__PROMPT__. Find every line below where the word "Returns" occurs. Then say how many there are, giving only the number.

__RECORDS FOR THE EXERCISE__.

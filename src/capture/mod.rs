//! Versioned binary log of raw reports. A capture starts with a 32 byte file
//! header followed by records, each a 16 byte header and the raw payload.
//! Every multi-byte value is little-endian.
//!
//! ```text
//! file:   41 54 50 43 41 50 30 31  02 00  00 00  <left desc>  <right desc>  00 00 00 00
//!         magic "ATPCAP01"         ver    rsvd   4 x u16      4 x u16      reserved
//!
//! record: 01  02  00 00  32 00 00 00  e8 03 00 00 00 00 00 00  <payload>
//!         |   |   rsvd   payload len  timestamp (us)
//!         |   profile tag (0 auto, 1 official, 2 legacy, 3 apple_nine_byte)
//!         side hint (0 unknown, 1 left, 2 right)
//! ```

pub mod replay;

#[cfg(test)]
mod capture_test;

use std::{
    fs::File,
    io::{self, BufReader, BufWriter, Read, Write},
    path::Path,
};

use packed_struct::prelude::*;
use thiserror::Error;

use crate::{
    drivers::trackpad::{DecoderProfile, DeviceDescriptor},
    input::Side,
};

pub const MAGIC: [u8; 8] = *b"ATPCAP01";
pub const VERSION: u16 = 2;
pub const FILE_HEADER_SIZE: usize = 32;
pub const RECORD_HEADER_SIZE: usize = 16;
/// Larger payloads only show up in corrupt files
pub const MAX_PAYLOAD_SIZE: usize = 64 * 1024;

#[derive(Error, Debug)]
pub enum CaptureError {
    #[error("i/o error: {0}")]
    Io(#[from] io::Error),
    #[error("failed to pack capture header: {0}")]
    Pack(#[from] PackingError),
    #[error("not a capture file, magic was {0:02x?}")]
    BadMagic([u8; 8]),
    #[error("unsupported capture version {0}")]
    UnsupportedVersion(u16),
    #[error("record {index} is truncated: {reason}")]
    Truncated { index: u64, reason: String },
    #[error("record {index} has an invalid {field}: {value}")]
    InvalidField {
        index: u64,
        field: &'static str,
        value: u32,
    },
    #[error("payload of {0} bytes is too large")]
    PayloadTooLarge(usize),
}

#[derive(PackedStruct, Debug, Copy, Clone, PartialEq)]
#[packed_struct(bit_numbering = "msb0", size_bytes = "32")]
pub struct PackedFileHeader {
    #[packed_field(bytes = "0..=7")]
    pub magic: [u8; 8],
    #[packed_field(bytes = "8..=9", endian = "lsb")]
    pub version: Integer<u16, packed_bits::Bits<16>>,
    #[packed_field(bytes = "10..=11", endian = "lsb")]
    pub _reserved10: Integer<u16, packed_bits::Bits<16>>,
    #[packed_field(bytes = "12..=13", endian = "lsb")]
    pub left_vendor_id: Integer<u16, packed_bits::Bits<16>>,
    #[packed_field(bytes = "14..=15", endian = "lsb")]
    pub left_product_id: Integer<u16, packed_bits::Bits<16>>,
    #[packed_field(bytes = "16..=17", endian = "lsb")]
    pub left_usage_page: Integer<u16, packed_bits::Bits<16>>,
    #[packed_field(bytes = "18..=19", endian = "lsb")]
    pub left_usage: Integer<u16, packed_bits::Bits<16>>,
    #[packed_field(bytes = "20..=21", endian = "lsb")]
    pub right_vendor_id: Integer<u16, packed_bits::Bits<16>>,
    #[packed_field(bytes = "22..=23", endian = "lsb")]
    pub right_product_id: Integer<u16, packed_bits::Bits<16>>,
    #[packed_field(bytes = "24..=25", endian = "lsb")]
    pub right_usage_page: Integer<u16, packed_bits::Bits<16>>,
    #[packed_field(bytes = "26..=27", endian = "lsb")]
    pub right_usage: Integer<u16, packed_bits::Bits<16>>,
    #[packed_field(bytes = "28..=31", endian = "lsb")]
    pub _reserved28: Integer<u32, packed_bits::Bits<32>>,
}

impl PackedFileHeader {
    pub fn new(left: DeviceDescriptor, right: DeviceDescriptor) -> Self {
        Self {
            magic: MAGIC,
            version: Integer::from_primitive(VERSION),
            _reserved10: Integer::from_primitive(0),
            left_vendor_id: Integer::from_primitive(left.vendor_id),
            left_product_id: Integer::from_primitive(left.product_id),
            left_usage_page: Integer::from_primitive(left.usage_page),
            left_usage: Integer::from_primitive(left.usage),
            right_vendor_id: Integer::from_primitive(right.vendor_id),
            right_product_id: Integer::from_primitive(right.product_id),
            right_usage_page: Integer::from_primitive(right.usage_page),
            right_usage: Integer::from_primitive(right.usage),
            _reserved28: Integer::from_primitive(0),
        }
    }

    pub fn left(&self) -> DeviceDescriptor {
        DeviceDescriptor::new(
            self.left_vendor_id.to_primitive(),
            self.left_product_id.to_primitive(),
            self.left_usage_page.to_primitive(),
            self.left_usage.to_primitive(),
        )
    }

    pub fn right(&self) -> DeviceDescriptor {
        DeviceDescriptor::new(
            self.right_vendor_id.to_primitive(),
            self.right_product_id.to_primitive(),
            self.right_usage_page.to_primitive(),
            self.right_usage.to_primitive(),
        )
    }
}

#[derive(PackedStruct, Debug, Copy, Clone, PartialEq)]
#[packed_struct(bit_numbering = "msb0", size_bytes = "16")]
pub struct PackedRecordHeader {
    #[packed_field(bytes = "0")]
    pub side_hint: u8,
    #[packed_field(bytes = "1")]
    pub profile: u8,
    #[packed_field(bytes = "2..=3", endian = "lsb")]
    pub _reserved2: Integer<u16, packed_bits::Bits<16>>,
    #[packed_field(bytes = "4..=7", endian = "lsb")]
    pub payload_len: Integer<u32, packed_bits::Bits<32>>,
    #[packed_field(bytes = "8..=15", endian = "lsb")]
    pub timestamp_us: Integer<u64, packed_bits::Bits<64>>,
}

/// Identity of the capture: format version and the device on each side
#[derive(Debug, Clone, Copy, PartialEq, Eq, Default)]
pub struct CaptureHeader {
    pub version: u16,
    pub left: DeviceDescriptor,
    pub right: DeviceDescriptor,
}

impl CaptureHeader {
    pub fn descriptor(&self, side: Side) -> DeviceDescriptor {
        match side {
            Side::Left => self.left,
            Side::Right => self.right,
        }
    }
}

/// One raw report as it was submitted to the pipeline
#[derive(Debug, Clone, PartialEq, Eq)]
pub struct CaptureRecord {
    /// None when the source had no side assigned
    pub side: Option<Side>,
    /// Profile that decoded the report, None if it was rejected
    pub profile: Option<DecoderProfile>,
    /// Microseconds since the capture started
    pub timestamp_us: u64,
    pub payload: Vec<u8>,
}

pub fn side_hint(side: Option<Side>) -> u8 {
    match side {
        None => 0,
        Some(Side::Left) => 1,
        Some(Side::Right) => 2,
    }
}

pub fn profile_tag(profile: Option<DecoderProfile>) -> u8 {
    match profile {
        None => 0,
        Some(DecoderProfile::Official) => 1,
        Some(DecoderProfile::Legacy) => 2,
        Some(DecoderProfile::AppleNineByte) => 3,
    }
}

fn side_from_hint(hint: u8, index: u64) -> Result<Option<Side>, CaptureError> {
    match hint {
        0 => Ok(None),
        1 => Ok(Some(Side::Left)),
        2 => Ok(Some(Side::Right)),
        value => Err(CaptureError::InvalidField {
            index,
            field: "side hint",
            value: value as u32,
        }),
    }
}

fn profile_from_tag(tag: u8, index: u64) -> Result<Option<DecoderProfile>, CaptureError> {
    match tag {
        0 => Ok(None),
        1 => Ok(Some(DecoderProfile::Official)),
        2 => Ok(Some(DecoderProfile::Legacy)),
        3 => Ok(Some(DecoderProfile::AppleNineByte)),
        value => Err(CaptureError::InvalidField {
            index,
            field: "profile tag",
            value: value as u32,
        }),
    }
}

/// Appends records to a capture
#[derive(Debug)]
pub struct CaptureWriter<W: Write> {
    writer: W,
    records: u64,
}

impl CaptureWriter<BufWriter<File>> {
    /// Create a new capture file, replacing any existing file
    pub fn create<P: AsRef<Path>>(
        path: P,
        left: DeviceDescriptor,
        right: DeviceDescriptor,
    ) -> Result<Self, CaptureError> {
        let file = File::create(path)?;
        CaptureWriter::new(BufWriter::new(file), left, right)
    }
}

impl<W: Write> CaptureWriter<W> {
    /// Start a capture by writing the file header
    pub fn new(mut writer: W, left: DeviceDescriptor, right: DeviceDescriptor) -> Result<Self, CaptureError> {
        let header = PackedFileHeader::new(left, right).pack()?;
        writer.write_all(&header)?;
        Ok(Self { writer, records: 0 })
    }

    pub fn append(
        &mut self,
        side: Option<Side>,
        profile: Option<DecoderProfile>,
        timestamp_us: u64,
        payload: &[u8],
    ) -> Result<(), CaptureError> {
        if payload.len() > MAX_PAYLOAD_SIZE {
            return Err(CaptureError::PayloadTooLarge(payload.len()));
        }
        let header = PackedRecordHeader {
            side_hint: side_hint(side),
            profile: profile_tag(profile),
            _reserved2: Integer::from_primitive(0),
            payload_len: Integer::from_primitive(payload.len() as u32),
            timestamp_us: Integer::from_primitive(timestamp_us),
        };
        self.writer.write_all(&header.pack()?)?;
        self.writer.write_all(payload)?;
        self.records += 1;
        Ok(())
    }

    pub fn write_record(&mut self, record: &CaptureRecord) -> Result<(), CaptureError> {
        self.append(record.side, record.profile, record.timestamp_us, &record.payload)
    }

    /// Number of records written so far
    pub fn records(&self) -> u64 {
        self.records
    }

    pub fn flush(&mut self) -> Result<(), CaptureError> {
        self.writer.flush()?;
        Ok(())
    }

    pub fn into_inner(mut self) -> Result<W, CaptureError> {
        self.writer.flush()?;
        Ok(self.writer)
    }
}

/// Reads records from a capture in order
#[derive(Debug)]
pub struct CaptureReader<R: Read> {
    reader: R,
    header: CaptureHeader,
    index: u64,
    failed: bool,
}

impl CaptureReader<BufReader<File>> {
    pub fn open<P: AsRef<Path>>(path: P) -> Result<Self, CaptureError> {
        let file = File::open(path)?;
        CaptureReader::new(BufReader::new(file))
    }
}

impl<R: Read> CaptureReader<R> {
    /// Read and validate the file header
    pub fn new(mut reader: R) -> Result<Self, CaptureError> {
        let mut buf = [0; FILE_HEADER_SIZE];
        let read = read_full(&mut reader, &mut buf)?;
        if read < FILE_HEADER_SIZE {
            return Err(CaptureError::Truncated {
                index: 0,
                reason: format!("file header has {read} of {FILE_HEADER_SIZE} bytes"),
            });
        }
        let header = PackedFileHeader::unpack(&buf)?;
        if header.magic != MAGIC {
            return Err(CaptureError::BadMagic(header.magic));
        }
        let version = header.version.to_primitive();
        if version != VERSION {
            return Err(CaptureError::UnsupportedVersion(version));
        }

        Ok(Self {
            reader,
            header: CaptureHeader {
                version,
                left: header.left(),
                right: header.right(),
            },
            index: 0,
            failed: false,
        })
    }

    pub fn header(&self) -> &CaptureHeader {
        &self.header
    }

    /// Read the next record. Returns None at a clean end of file; a partial
    /// trailing record is an error.
    pub fn next_record(&mut self) -> Result<Option<CaptureRecord>, CaptureError> {
        let index = self.index;
        let mut buf = [0; RECORD_HEADER_SIZE];
        let read = read_full(&mut self.reader, &mut buf)?;
        if read == 0 {
            return Ok(None);
        }
        if read < RECORD_HEADER_SIZE {
            return Err(CaptureError::Truncated {
                index,
                reason: format!("header has {read} of {RECORD_HEADER_SIZE} bytes"),
            });
        }

        let header = PackedRecordHeader::unpack(&buf)?;
        let len = header.payload_len.to_primitive() as usize;
        if len > MAX_PAYLOAD_SIZE {
            return Err(CaptureError::PayloadTooLarge(len));
        }
        let side = side_from_hint(header.side_hint, index)?;
        let profile = profile_from_tag(header.profile, index)?;

        let mut payload = vec![0; len];
        let read = read_full(&mut self.reader, &mut payload)?;
        if read < len {
            return Err(CaptureError::Truncated {
                index,
                reason: format!("payload has {read} of {len} bytes"),
            });
        }

        self.index += 1;
        Ok(Some(CaptureRecord {
            side,
            profile,
            timestamp_us: header.timestamp_us.to_primitive(),
            payload,
        }))
    }
}

impl<R: Read> Iterator for CaptureReader<R> {
    type Item = Result<CaptureRecord, CaptureError>;

    fn next(&mut self) -> Option<Self::Item> {
        if self.failed {
            return None;
        }
        match self.next_record() {
            Ok(record) => record.map(Ok),
            Err(e) => {
                self.failed = true;
                Some(Err(e))
            }
        }
    }
}

/// Fill the buffer, stopping early only at end of file. Returns the number
/// of bytes read.
fn read_full<R: Read>(reader: &mut R, buf: &mut [u8]) -> Result<usize, io::Error> {
    let mut filled = 0;
    while filled < buf.len() {
        match reader.read(&mut buf[filled..]) {
            Ok(0) => break,
            Ok(n) => filled += n,
            Err(e) if e.kind() == io::ErrorKind::Interrupted => continue,
            Err(e) => return Err(e),
        }
    }
    Ok(filled)
}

__ANSWER BELOW__. 2